• [WHAT IS REQUIRED]:
Begin at the line below that contains "use super::*;" and write out every line from there to the end of the entries, exactly.

• [DATA]:

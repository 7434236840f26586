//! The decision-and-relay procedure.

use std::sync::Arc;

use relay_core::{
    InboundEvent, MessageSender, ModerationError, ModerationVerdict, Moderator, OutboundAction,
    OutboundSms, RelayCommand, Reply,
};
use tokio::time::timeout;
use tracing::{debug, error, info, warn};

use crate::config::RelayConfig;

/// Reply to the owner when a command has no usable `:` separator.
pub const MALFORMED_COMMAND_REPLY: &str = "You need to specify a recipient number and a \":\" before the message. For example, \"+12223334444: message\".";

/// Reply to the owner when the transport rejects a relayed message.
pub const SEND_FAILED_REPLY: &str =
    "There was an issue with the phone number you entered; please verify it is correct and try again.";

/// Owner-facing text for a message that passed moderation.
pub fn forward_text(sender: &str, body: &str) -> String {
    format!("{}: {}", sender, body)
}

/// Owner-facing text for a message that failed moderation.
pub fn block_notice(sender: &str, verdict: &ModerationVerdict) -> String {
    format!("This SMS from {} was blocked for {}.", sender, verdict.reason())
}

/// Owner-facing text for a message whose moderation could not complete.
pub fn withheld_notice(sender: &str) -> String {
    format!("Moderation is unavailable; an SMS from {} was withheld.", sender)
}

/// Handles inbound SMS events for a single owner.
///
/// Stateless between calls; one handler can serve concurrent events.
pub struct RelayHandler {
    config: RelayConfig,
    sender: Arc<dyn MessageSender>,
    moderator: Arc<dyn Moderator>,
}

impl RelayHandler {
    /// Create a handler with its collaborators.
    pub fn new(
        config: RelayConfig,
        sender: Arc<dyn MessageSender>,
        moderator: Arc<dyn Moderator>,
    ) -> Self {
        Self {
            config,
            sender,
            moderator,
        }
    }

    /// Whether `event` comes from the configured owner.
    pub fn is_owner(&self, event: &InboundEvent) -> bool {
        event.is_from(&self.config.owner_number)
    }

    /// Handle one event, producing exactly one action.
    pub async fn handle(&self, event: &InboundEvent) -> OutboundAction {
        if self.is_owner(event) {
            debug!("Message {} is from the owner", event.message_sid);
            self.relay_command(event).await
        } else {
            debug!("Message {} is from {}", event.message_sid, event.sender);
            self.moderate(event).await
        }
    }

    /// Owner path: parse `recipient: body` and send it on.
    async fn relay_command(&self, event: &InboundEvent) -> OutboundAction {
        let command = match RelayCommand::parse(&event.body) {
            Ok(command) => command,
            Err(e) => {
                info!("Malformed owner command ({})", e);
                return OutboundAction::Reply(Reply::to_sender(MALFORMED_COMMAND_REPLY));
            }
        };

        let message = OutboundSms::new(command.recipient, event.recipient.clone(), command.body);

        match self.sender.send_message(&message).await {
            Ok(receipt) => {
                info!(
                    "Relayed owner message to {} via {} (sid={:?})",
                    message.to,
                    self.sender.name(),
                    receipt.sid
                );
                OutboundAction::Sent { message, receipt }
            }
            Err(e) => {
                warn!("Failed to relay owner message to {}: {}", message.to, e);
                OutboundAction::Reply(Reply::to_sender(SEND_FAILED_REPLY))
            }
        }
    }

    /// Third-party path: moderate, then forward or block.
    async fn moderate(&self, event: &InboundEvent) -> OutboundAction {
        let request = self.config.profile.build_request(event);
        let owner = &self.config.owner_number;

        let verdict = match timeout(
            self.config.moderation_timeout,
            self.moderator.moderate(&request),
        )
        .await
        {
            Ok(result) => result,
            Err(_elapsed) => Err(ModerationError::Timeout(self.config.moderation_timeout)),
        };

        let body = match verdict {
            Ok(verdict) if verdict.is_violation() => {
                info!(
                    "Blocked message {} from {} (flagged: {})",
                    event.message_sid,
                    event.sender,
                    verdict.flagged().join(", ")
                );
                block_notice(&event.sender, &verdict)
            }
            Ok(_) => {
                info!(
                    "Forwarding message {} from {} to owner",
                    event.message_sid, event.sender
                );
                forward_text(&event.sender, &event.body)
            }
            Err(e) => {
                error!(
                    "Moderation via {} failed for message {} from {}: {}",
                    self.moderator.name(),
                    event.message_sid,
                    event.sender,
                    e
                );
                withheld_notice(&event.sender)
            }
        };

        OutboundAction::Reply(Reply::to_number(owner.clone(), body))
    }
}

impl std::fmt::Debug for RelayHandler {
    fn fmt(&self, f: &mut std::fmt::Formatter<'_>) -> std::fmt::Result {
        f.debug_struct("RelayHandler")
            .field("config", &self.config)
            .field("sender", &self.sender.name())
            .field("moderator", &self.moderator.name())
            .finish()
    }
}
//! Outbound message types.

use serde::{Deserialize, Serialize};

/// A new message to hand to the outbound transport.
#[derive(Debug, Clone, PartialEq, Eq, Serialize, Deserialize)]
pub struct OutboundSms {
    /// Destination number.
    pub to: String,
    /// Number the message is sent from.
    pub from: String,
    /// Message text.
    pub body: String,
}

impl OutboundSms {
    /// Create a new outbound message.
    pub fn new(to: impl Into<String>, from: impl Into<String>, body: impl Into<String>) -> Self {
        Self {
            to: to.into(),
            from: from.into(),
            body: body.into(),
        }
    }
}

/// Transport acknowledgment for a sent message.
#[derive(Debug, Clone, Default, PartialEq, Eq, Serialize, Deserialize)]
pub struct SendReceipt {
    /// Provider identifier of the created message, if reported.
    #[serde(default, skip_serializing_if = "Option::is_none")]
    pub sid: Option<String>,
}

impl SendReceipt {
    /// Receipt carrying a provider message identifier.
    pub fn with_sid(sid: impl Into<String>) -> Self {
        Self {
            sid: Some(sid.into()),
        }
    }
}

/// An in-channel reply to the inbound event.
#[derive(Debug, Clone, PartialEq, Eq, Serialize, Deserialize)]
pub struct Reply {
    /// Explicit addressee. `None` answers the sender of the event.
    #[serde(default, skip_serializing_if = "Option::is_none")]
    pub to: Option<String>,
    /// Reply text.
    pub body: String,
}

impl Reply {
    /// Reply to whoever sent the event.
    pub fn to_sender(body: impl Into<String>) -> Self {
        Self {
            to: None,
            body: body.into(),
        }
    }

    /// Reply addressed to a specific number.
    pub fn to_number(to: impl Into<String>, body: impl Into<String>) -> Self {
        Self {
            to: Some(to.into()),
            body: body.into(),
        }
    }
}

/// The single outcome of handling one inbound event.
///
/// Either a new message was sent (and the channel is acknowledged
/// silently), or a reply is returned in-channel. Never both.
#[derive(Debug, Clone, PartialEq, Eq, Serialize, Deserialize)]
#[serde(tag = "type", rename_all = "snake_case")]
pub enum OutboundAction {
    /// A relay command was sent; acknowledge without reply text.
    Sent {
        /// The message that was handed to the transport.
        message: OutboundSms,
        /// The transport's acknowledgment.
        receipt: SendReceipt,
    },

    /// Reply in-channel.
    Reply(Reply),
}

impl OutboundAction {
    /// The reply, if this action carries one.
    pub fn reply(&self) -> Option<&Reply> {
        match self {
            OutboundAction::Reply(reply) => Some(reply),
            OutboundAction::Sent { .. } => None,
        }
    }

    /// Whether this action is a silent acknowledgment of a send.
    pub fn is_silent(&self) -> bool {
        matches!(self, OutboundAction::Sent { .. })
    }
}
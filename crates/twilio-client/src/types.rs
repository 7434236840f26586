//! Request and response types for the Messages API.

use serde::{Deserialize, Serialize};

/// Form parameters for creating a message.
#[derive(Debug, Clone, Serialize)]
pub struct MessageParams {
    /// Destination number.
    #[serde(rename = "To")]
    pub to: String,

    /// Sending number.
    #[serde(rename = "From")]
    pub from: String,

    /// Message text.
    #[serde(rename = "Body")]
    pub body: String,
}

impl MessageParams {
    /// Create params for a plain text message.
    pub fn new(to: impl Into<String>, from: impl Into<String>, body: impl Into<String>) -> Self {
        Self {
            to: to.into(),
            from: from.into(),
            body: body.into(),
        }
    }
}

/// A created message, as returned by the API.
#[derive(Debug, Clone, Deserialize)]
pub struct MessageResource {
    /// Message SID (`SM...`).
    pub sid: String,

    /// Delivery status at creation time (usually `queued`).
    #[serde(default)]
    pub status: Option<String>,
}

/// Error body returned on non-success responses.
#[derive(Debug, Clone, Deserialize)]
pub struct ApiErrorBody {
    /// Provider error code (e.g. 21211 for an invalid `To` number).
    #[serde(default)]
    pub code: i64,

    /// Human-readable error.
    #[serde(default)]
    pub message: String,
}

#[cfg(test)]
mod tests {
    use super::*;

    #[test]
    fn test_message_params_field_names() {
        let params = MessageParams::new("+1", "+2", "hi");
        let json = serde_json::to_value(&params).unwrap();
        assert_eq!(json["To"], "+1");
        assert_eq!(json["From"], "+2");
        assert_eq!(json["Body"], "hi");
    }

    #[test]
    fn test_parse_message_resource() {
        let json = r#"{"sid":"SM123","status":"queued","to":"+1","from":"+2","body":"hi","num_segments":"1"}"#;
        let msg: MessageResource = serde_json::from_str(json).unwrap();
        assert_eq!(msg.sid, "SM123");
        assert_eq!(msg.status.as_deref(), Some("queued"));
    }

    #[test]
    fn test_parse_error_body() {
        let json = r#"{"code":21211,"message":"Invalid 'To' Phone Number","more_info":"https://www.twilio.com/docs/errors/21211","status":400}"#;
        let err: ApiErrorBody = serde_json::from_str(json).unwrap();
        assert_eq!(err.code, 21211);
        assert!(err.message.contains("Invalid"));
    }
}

• [TASK RESPONSE]:
    use super::*;

    #[test]
    fn test_message_params_field_names() {
        let params = MessageParams::new("+1", "+2", "hi");
        let json = serde_json::to_value(&params).unwrap();
        assert_eq!(json["To"], "+1");
        assert_eq!(json["From"], "+2");
        assert_eq!(json["Body"], "hi");
    }

    #[test]
    fn test_parse_message_resource() {
        let json = r#"{"sid":"SM123","status":"queued","to":"+1","from":"+2","body":"hi","num_segments":"1"}"#;
        let msg: MessageResource = serde_json::from_str(json).unwrap();
        assert_eq!(msg.sid, "SM123");
        assert_eq!(msg.status.as_deref(), Some("queued"));
    }

    #[test]
    fn test_parse_error_body() {
        let json = r#"{"code":21211,"message":"Invalid 'To' Phone Number","more_info":"https://www.twilio.com/docs/errors/21211","status":400}"#;
        let err: ApiErrorBody = serde_json::from_str(json).unwrap();
        assert_eq!(err.code, 21211);
        assert!(err.message.contains("Invalid"));
    }
}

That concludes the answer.